▶ _Work task_:
Filter the data below for the string "required" and copy each matching line.

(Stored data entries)
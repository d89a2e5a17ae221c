use super::reconstruct::residue_atoms;
use crate::core::models::neighborhood::NeighborhoodRecord;
use crate::core::params::{MAX_CHI, ReconstructionParams};
use crate::core::utils::geometry::dihedral_angle;

/// Observed chi angles (degrees) of the record's central residue.
///
/// Measures chi 1, 2, ... in order and stops at the first chi that has no atom quadruple in
/// `params` or whose four atoms are not all present. Unknown residue codes yield no angles.
pub fn measure_chi_angles(record: &NeighborhoodRecord, params: &ReconstructionParams) -> Vec<f64> {
    let Some(residue) = params.residue_name(&record.res_id.residue_name) else {
        return Vec::new();
    };
    let atoms = residue_atoms(record, &record.res_id);

    let mut angles = Vec::with_capacity(MAX_CHI);
    for chi in 1..=MAX_CHI {
        let Some(quad) = params.chi_atoms(residue, chi) else {
            break;
        };
        let positions = (
            atoms.get(&quad[0]),
            atoms.get(&quad[1]),
            atoms.get(&quad[2]),
            atoms.get(&quad[3]),
        );
        let (Some(a), Some(b), Some(c), Some(d)) = positions else {
            break;
        };
        angles.push(dihedral_angle(a, b, c, d));
    }
    angles
}
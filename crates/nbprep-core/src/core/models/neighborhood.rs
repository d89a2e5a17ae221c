use super::ids::ResidueId;
use nalgebra::Point3;
use serde::{Deserialize, Serialize};
use thiserror::Error;

/// Default number of atom slots in a neighborhood record.
pub const DEFAULT_CAPACITY: usize = 1000;

#[derive(Debug, Error, Clone, PartialEq, Eq)]
#[error("Cannot fit {required} atoms into a record with capacity {capacity}")]
pub struct CapacityExceeded {
    pub required: usize,
    pub capacity: usize,
}

#[derive(Debug, Error, Clone, PartialEq, Eq)]
pub enum RecordError {
    #[error("Field '{field}' has {len} slots but the record capacity is {capacity}")]
    FieldLength {
        field: &'static str,
        len: usize,
        capacity: usize,
    },
    #[error("Atom slot {slot} is populated after the first empty slot {first_empty}")]
    NonContiguous { slot: usize, first_empty: usize },
}

/// One atom's worth of per-slot data, owned.
#[derive(Debug, Clone, PartialEq)]
pub struct AtomEntry {
    pub name: String,
    pub element: String,
    pub res_id: ResidueId,
    pub coord: [f64; 3],
    pub sasa: f64,
    pub charge: f64,
}

impl AtomEntry {
    pub fn new(name: &str, element: &str, res_id: ResidueId, coord: [f64; 3]) -> Self {
        Self {
            name: name.to_string(),
            element: element.to_string(),
            res_id,
            coord,
            sasa: 0.0,
            charge: 0.0,
        }
    }
}

/// A borrowed view of one populated slot.
#[derive(Debug, Clone, Copy)]
pub struct AtomView<'a> {
    pub index: usize,
    pub name: &'a str,
    pub element: &'a str,
    pub res_id: &'a ResidueId,
    pub coord: &'a [f64; 3],
    pub sasa: f64,
    pub charge: f64,
}

impl AtomView<'_> {
    pub fn position(&self) -> Point3<f64> {
        Point3::from(*self.coord)
    }
}

/// The environment of one central residue, stored as parallel fixed-capacity slot arrays.
///
/// Every per-atom vector has the same length, the record capacity. Populated atoms occupy a
/// contiguous prefix; the remaining slots hold the empty sentinel (empty strings, the empty
/// [`ResidueId`] and zeros). Records are treated as immutable values: operations that change
/// the atom set return a new record.
#[derive(Debug, Clone, PartialEq, Serialize, Deserialize)]
pub struct NeighborhoodRecord {
    pub res_id: ResidueId,
    pub atom_names: Vec<String>,
    pub elements: Vec<String>,
    pub res_ids: Vec<ResidueId>,
    pub coords: Vec<[f64; 3]>,
    pub sasas: Vec<f64>,
    pub charges: Vec<f64>,
}

impl NeighborhoodRecord {
    /// Creates a record with `capacity` empty slots.
    pub fn empty(res_id: ResidueId, capacity: usize) -> Self {
        Self {
            res_id,
            atom_names: vec![String::new(); capacity],
            elements: vec![String::new(); capacity],
            res_ids: vec![ResidueId::default(); capacity],
            coords: vec![[0.0; 3]; capacity],
            sasas: vec![0.0; capacity],
            charges: vec![0.0; capacity],
        }
    }

    /// Packs `atoms` into the leading slots of a new record of the given capacity.
    pub fn from_atoms(
        res_id: ResidueId,
        atoms: Vec<AtomEntry>,
        capacity: usize,
    ) -> Result<Self, CapacityExceeded> {
        let mut atom_names = Vec::with_capacity(atoms.len());
        let mut elements = Vec::with_capacity(atoms.len());
        let mut res_ids = Vec::with_capacity(atoms.len());
        let mut coords = Vec::with_capacity(atoms.len());
        let mut sasas = Vec::with_capacity(atoms.len());
        let mut charges = Vec::with_capacity(atoms.len());

        for atom in atoms {
            atom_names.push(atom.name);
            elements.push(atom.element);
            res_ids.push(atom.res_id);
            coords.push(atom.coord);
            sasas.push(atom.sasa);
            charges.push(atom.charge);
        }

        Ok(Self {
            res_id,
            atom_names: pad_to_capacity(atom_names, capacity)?,
            elements: pad_to_capacity(elements, capacity)?,
            res_ids: pad_to_capacity(res_ids, capacity)?,
            coords: pad_to_capacity(coords, capacity)?,
            sasas: pad_to_capacity(sasas, capacity)?,
            charges: pad_to_capacity(charges, capacity)?,
        })
    }

    pub fn capacity(&self) -> usize {
        self.atom_names.len()
    }

    /// Number of populated slots, i.e. the length of the non-empty name prefix.
    pub fn atom_count(&self) -> usize {
        self.atom_names
            .iter()
            .position(|name| name.is_empty())
            .unwrap_or(self.atom_names.len())
    }

    pub fn atom(&self, index: usize) -> Option<AtomView<'_>> {
        if index >= self.atom_count() {
            return None;
        }
        Some(AtomView {
            index,
            name: &self.atom_names[index],
            element: &self.elements[index],
            res_id: &self.res_ids[index],
            coord: &self.coords[index],
            sasa: self.sasas[index],
            charge: self.charges[index],
        })
    }

    pub fn atoms(&self) -> impl Iterator<Item = AtomView<'_>> + '_ {
        (0..self.atom_count()).filter_map(move |i| self.atom(i))
    }

    /// Checks that all slot arrays share one capacity and that populated slots are contiguous.
    pub fn validate(&self) -> Result<(), RecordError> {
        let capacity = self.capacity();
        let lengths = [
            ("elements", self.elements.len()),
            ("res_ids", self.res_ids.len()),
            ("coords", self.coords.len()),
            ("sasas", self.sasas.len()),
            ("charges", self.charges.len()),
        ];
        for (field, len) in lengths {
            if len != capacity {
                return Err(RecordError::FieldLength {
                    field,
                    len,
                    capacity,
                });
            }
        }

        let first_empty = self.atom_count();
        if let Some(offset) = self.atom_names[first_empty..]
            .iter()
            .position(|name| !name.is_empty())
        {
            return Err(RecordError::NonContiguous {
                slot: first_empty + offset,
                first_empty,
            });
        }
        Ok(())
    }
}

/// Extends `values` with default sentinels up to `capacity`.
///
/// The first `values.len()` entries are preserved unchanged. A longer input is never truncated.
pub fn pad_to_capacity<T: Clone + Default>(
    mut values: Vec<T>,
    capacity: usize,
) -> Result<Vec<T>, CapacityExceeded> {
    if values.len() > capacity {
        return Err(CapacityExceeded {
            required: values.len(),
            capacity,
        });
    }
    values.resize(capacity, T::default());
    Ok(values)
}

▶ _Written response_:
#[error("Cannot fit {required} atoms into a record with capacity {capacity}")]
    pub required: usize,
            required: values.len(),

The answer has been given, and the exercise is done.